1948 – "Le Miroir des Vedettes", un reflet partial de Gérard Philipe

En mai 1948, vedettariat oblige, c’est au tour de Gérard Philipe d’être l’objet d’une biographie « officielle » de la part du Miroir des Vedettes, un hors-série émanant de Radio Revue. Ce portrait est rédigé par J[ean]-M[arie] Coldefy.

Ce qui est intéressant, ce sont les qualificatifs quasi-« homériques » accolés en sous-titre de ces biographies. Ainsi, en 1948, Edith Piaf, qui inaugure la série avec le n°1, est une « cendrillon devenue vedette » ; Bourvil, fascicule n°2, un « comique paysan » ; pour Jean Marais, n°4, on s’interroge : « ange ou démon ? » ; Michèle Morgan, n°5, devient « une petite fille têtue » (!) ; Yves Montand, n°6, est présenté comme « un homme dans la grande cité » ; Danielle Darrieux, n°7, est « une drôle de gosse »… Si cette dernière précision fait allusion à la carrière précoce de « DD » et évidemment au film Quelle drôle de gosse de Léo Joannon, on peut s’interroger sur le choix de ces sous-titres qui orientent évidemment le récit.

Gérard Philipe, quant à lui, est « un grand garçon tout simple ». Sous-titre programmatique qui infléchit évidemment cette biographie  plus ou moins « autorisée ».

 

première de couverture du Miroir des Vedettes, Gérard Philipe (mai 1948)

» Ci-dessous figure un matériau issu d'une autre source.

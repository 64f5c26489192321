//! Maps a raised verification failure to a user-facing status category.
//!
//! Total and pure: every [`VerificationFailure`] maps to exactly one
//! [`ClassifiedFailure`].

use serde::Serialize;

use crate::error::{ReasonCode, VerificationFailure};
use crate::state::AttemptStatus;

/// Detail shown when the failure carries no description.
pub const UNKNOWN_ERROR_MESSAGE: &str = "An unknown verification error occurred";

/// User-facing failure categories.
#[derive(Clone, Copy, Debug, PartialEq, Eq, Hash, Serialize)]
#[serde(rename_all = "lowercase")]
pub enum FailureCategory {
    Cancelled,
    Dismissed,
    Expired,
    Failed,
}

impl FailureCategory {
    /// Status line shown for this category.
    pub fn status_text(&self) -> &'static str {
        match self {
            Self::Cancelled => "❌ Verification cancelled",
            Self::Dismissed => "❌ Verification dismissed",
            Self::Expired => "❌ Verification session expired",
            Self::Failed => "❌ Verification failed",
        }
    }
}

impl From<FailureCategory> for AttemptStatus {
    fn from(category: FailureCategory) -> Self {
        match category {
            FailureCategory::Cancelled => Self::Cancelled,
            FailureCategory::Dismissed => Self::Dismissed,
            FailureCategory::Expired => Self::Expired,
            FailureCategory::Failed => Self::Failed,
        }
    }
}

/// A failure after classification.
#[derive(Clone, Debug, PartialEq, Eq, Serialize)]
pub struct ClassifiedFailure {
    pub category: FailureCategory,
    /// Detail text only; it never includes the `Error: ` prefix, which
    /// [`ClassifiedFailure::output_text`] adds.
    pub message: String,
}

impl ClassifiedFailure {
    pub fn status_text(&self) -> &'static str {
        self.category.status_text()
    }

    pub fn output_text(&self) -> String {
        format!("Error: {}", self.message)
    }
}

/// Classify a failure raised by the verification operation.
pub fn classify(failure: &VerificationFailure) -> ClassifiedFailure {
    let (category, message) = match failure {
        VerificationFailure::Sdk(reason) => match reason {
            ReasonCode::Cancelled => (
                FailureCategory::Cancelled,
                "Verification cancelled".to_string(),
            ),
            ReasonCode::Dismissed => (
                FailureCategory::Dismissed,
                "Verification dismissed".to_string(),
            ),
            ReasonCode::SessionExpired => (
                FailureCategory::Expired,
                "Verification session expired".to_string(),
            ),
            ReasonCode::Failed | ReasonCode::Other(_) => {
                (FailureCategory::Failed, "Verification failed".to_string())
            }
        },
        VerificationFailure::Generic(description) => {
            (FailureCategory::Failed, description.clone())
        }
        VerificationFailure::Unknown => {
            (FailureCategory::Failed, UNKNOWN_ERROR_MESSAGE.to_string())
        }
    };
    ClassifiedFailure { category, message }
}
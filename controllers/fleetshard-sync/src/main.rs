//! Fleetshard Synchronizer
//!
//! Data-plane agent for managed Central tenants:
//! - Polls the fleet manager for the centrals assigned to this cluster
//! - Converges each central's namespace, Central CR, routes, VPA and
//!   auxiliary resources onto the cluster
//! - Reports readiness and route status back to the fleet manager
//!
//! A health check and metrics server runs alongside the runtime loop.

mod backoff;
mod charts;
mod config;
mod controller;
mod error;
mod health;
mod metrics;
mod reconciler;
#[cfg(test)]
mod test_utils;

use std::sync::Arc;

use cluster_client::{ClusterClientTrait, KubeClusterClient};
use fleet_manager_client::FleetManagerClient;
use tracing::info;

use crate::config::Config;
use crate::controller::Controller;
use crate::error::ControllerError;
use crate::health::HealthState;
use crate::reconciler::ReconcilerOptions;
use crate::reconciler::auth_provider::CentralAuthProviderClient;

#[tokio::main]
async fn main() -> Result<(), ControllerError> {
    tracing_subscriber::fmt()
        .with_env_filter(
            tracing_subscriber::EnvFilter::try_from_default_env()
                .unwrap_or_else(|_| tracing_subscriber::EnvFilter::new("info")),
        )
        .init();

    rustls::crypto::ring::default_provider()
        .install_default()
        .map_err(|_| ControllerError::InvalidConfig("failed to install rustls crypto provider".to_string()))?;

    info!("Starting Fleetshard Synchronizer");

    let config = Config::from_env()?;
    info!("Configuration:");
    info!("  Cluster ID: {}", config.cluster_id);
    info!("  Fleet manager: {}", config.fleet_manager_endpoint);
    info!("  Poll period: {:?}", config.poll_period);
    info!("  Create auth provider: {}", config.create_auth_provider);

    metrics::register_metrics()
        .map_err(|e| ControllerError::InvalidConfig(format!("registering metrics: {e}")))?;

    let cluster: Arc<dyn ClusterClientTrait> = Arc::new(
        KubeClusterClient::try_default()
            .await
            .map_err(|e| ControllerError::cluster("creating Kubernetes client", e))?,
    );
    let use_routes = controller::detect_use_routes(config.use_routes, cluster.as_ref()).await?;
    info!("  Use routes: {}", use_routes);

    let fleet_manager = FleetManagerClient::new(
        config.fleet_manager_endpoint.clone(),
        config.cluster_id.clone(),
        config.fleet_manager_token.clone(),
    )?;
    let auth_provider = Arc::new(CentralAuthProviderClient::new(Arc::clone(&cluster)));

    let controller = Controller::new(
        Arc::new(fleet_manager),
        cluster,
        auth_provider,
        ReconcilerOptions {
            use_routes,
            wants_auth_provider: config.create_auth_provider,
            egress_proxy_image: config.egress_proxy_image.clone(),
        },
    );

    let health_state = Arc::new(HealthState::default());
    tokio::select! {
        result = health::serve(config.health_check_address, health_state) => result,
        result = controller.run(config.poll_period) => result,
    }
}
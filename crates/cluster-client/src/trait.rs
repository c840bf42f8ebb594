//! ClusterClient trait for mocking
//!
//! The concrete [`crate::KubeClusterClient`] talks to the API server; tests use
//! [`crate::MockClusterClient`] (feature `test-util`).

use crds::Central;
use k8s_openapi::api::apps::v1::Deployment;
use k8s_openapi::api::core::v1::{Namespace, Secret};
use kube::api::GroupVersionKind;

use crate::error::ClusterError;
use crate::unstructured::UnstructuredObject;

/// Cluster operations used by the convergence engine
///
/// Every object is addressed by (namespace, name). All async methods must be
/// `Send` to work with Tokio's work-stealing runtime.
#[async_trait::async_trait]
pub trait ClusterClientTrait: Send + Sync {
    // Namespaces
    async fn get_namespace(&self, name: &str) -> Result<Namespace, ClusterError>;
    async fn create_namespace(&self, namespace: &Namespace) -> Result<Namespace, ClusterError>;
    async fn delete_namespace(&self, name: &str) -> Result<(), ClusterError>;

    // Central custom resource
    async fn get_central(&self, namespace: &str, name: &str) -> Result<Central, ClusterError>;
    async fn create_central(&self, central: &Central) -> Result<Central, ClusterError>;
    /// Replace an existing Central; `central` must carry the current resourceVersion
    async fn update_central(&self, central: &Central) -> Result<Central, ClusterError>;
    async fn delete_central(&self, namespace: &str, name: &str) -> Result<(), ClusterError>;

    // GVK-tagged objects (routes, autoscaler configuration, chart resources)
    async fn get_object(
        &self,
        gvk: &GroupVersionKind,
        namespace: &str,
        name: &str,
    ) -> Result<UnstructuredObject, ClusterError>;
    async fn create_object(&self, object: &UnstructuredObject) -> Result<UnstructuredObject, ClusterError>;
    async fn delete_object(
        &self,
        gvk: &GroupVersionKind,
        namespace: &str,
        name: &str,
    ) -> Result<(), ClusterError>;

    // Read-only probes
    async fn get_deployment(&self, namespace: &str, name: &str) -> Result<Deployment, ClusterError>;
    async fn get_secret(&self, namespace: &str, name: &str) -> Result<Secret, ClusterError>;

    /// Whether the API server serves the OpenShift route API group
    async fn routes_supported(&self) -> Result<bool, ClusterError>;
}
//! FleetManagerClient trait for mocking

use std::collections::BTreeMap;

use crds::{DataPlaneCentralStatus, ManagedCentralList};

use crate::error::FleetManagerError;

/// Operations the data plane needs from the fleet manager
///
/// All async methods must be `Send` to work with Tokio's work-stealing runtime.
#[async_trait::async_trait]
pub trait FleetManagerClientTrait: Send + Sync {
    /// Desired state of every central assigned to this cluster
    async fn get_managed_centrals(&self) -> Result<ManagedCentralList, FleetManagerError>;

    /// Report observed statuses, keyed by central id
    async fn update_status(
        &self,
        statuses: &BTreeMap<String, DataPlaneCentralStatus>,
    ) -> Result<(), FleetManagerError>;
}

Relevons aussi que Marais et Morgan, vedettes incontestées, sont d’ailleurs traitées après le numéro publié sur Philipe, ce qui atteste de l’importance des admirateurs et admiratrices de cette vedette plus récente ; c’est bien un nouveau lectorat qu’il convient de prendre en compte…. Les vedettes traditionnelles sont en passe d’être supplantées par de nouvelles idoles. (Pour les palmarès des vedettes et leur présence dans cette presse spécialisée, se reporter à la thèse de doctorat de Camille Beaujeault, Histoire culturelle d’une star de cinéma en France : Gérard Philipe, “le” jeune premier de l’après-Seconde Guerre mondiale (1946-1958)).

En 1948, Gérard Philipe a derrière lui plusieurs rôles marquants au cinéma : L’Idiot et, surtout, Le Diable au Corps en ont fait un acteur avec lequel il faut compter. La Chartreuse de Parme a cimenté cette image de « jeune premier romantique » dont il essaye (déjà) de se dépêtrer. Le journaliste a beau insister sur sa polyvalence d’acteur dans son récit, les images choisies renforcent cette image prégnante de jeunesse éclatante et de romantisme tous azimuts.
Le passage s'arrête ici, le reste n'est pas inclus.